▸ **Task objective**
Search the records for lines that contain the word "error". Copy them all.

▸ **Given information**
//! # veriscan-ir
//!
//! Labelled program-graph representation for synchronous, cyclically
//! executed control programs.
//!
//! A [`Program`] is a set of [`Graph`]s keyed by name, exactly one of which
//! has kind [`GraphKind::Program`]. Each graph carries a typed interface,
//! an entry and an exit label, and a `label -> instruction` table. Vertices
//! and edges are implicit in instruction shape: a `goto` has one successor,
//! an `if` has two, a `call` has an intraprocedural successor and an
//! interprocedural entry edge.
//!
//! The IR is deliberately closed: expressions and instructions are tagged
//! enums, and analyses are written as pattern matches rather than visitor
//! hierarchies. All nodes are immutable once a [`Program`] has been
//! constructed; construction is where structural and typing validation
//! happens.

pub mod error;
pub mod expression;
pub mod graph;
pub mod instruction;
pub mod program;
pub mod types;
pub mod variable;

pub use error::{IrError, IrErrorKind, Result};
pub use expression::{BinaryOperator, Expression, ExpressionType, UnaryOperator};
pub use graph::{Graph, GraphKind};
pub use instruction::{AssignKind, Instruction};
pub use program::{FlattenedVariable, Program};
pub use types::{DataType, StorageClass};
pub use variable::{Literal, Variable};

▸ **Exercise solution**
pub mod error;
pub use error::{IrError, IrErrorKind, Result};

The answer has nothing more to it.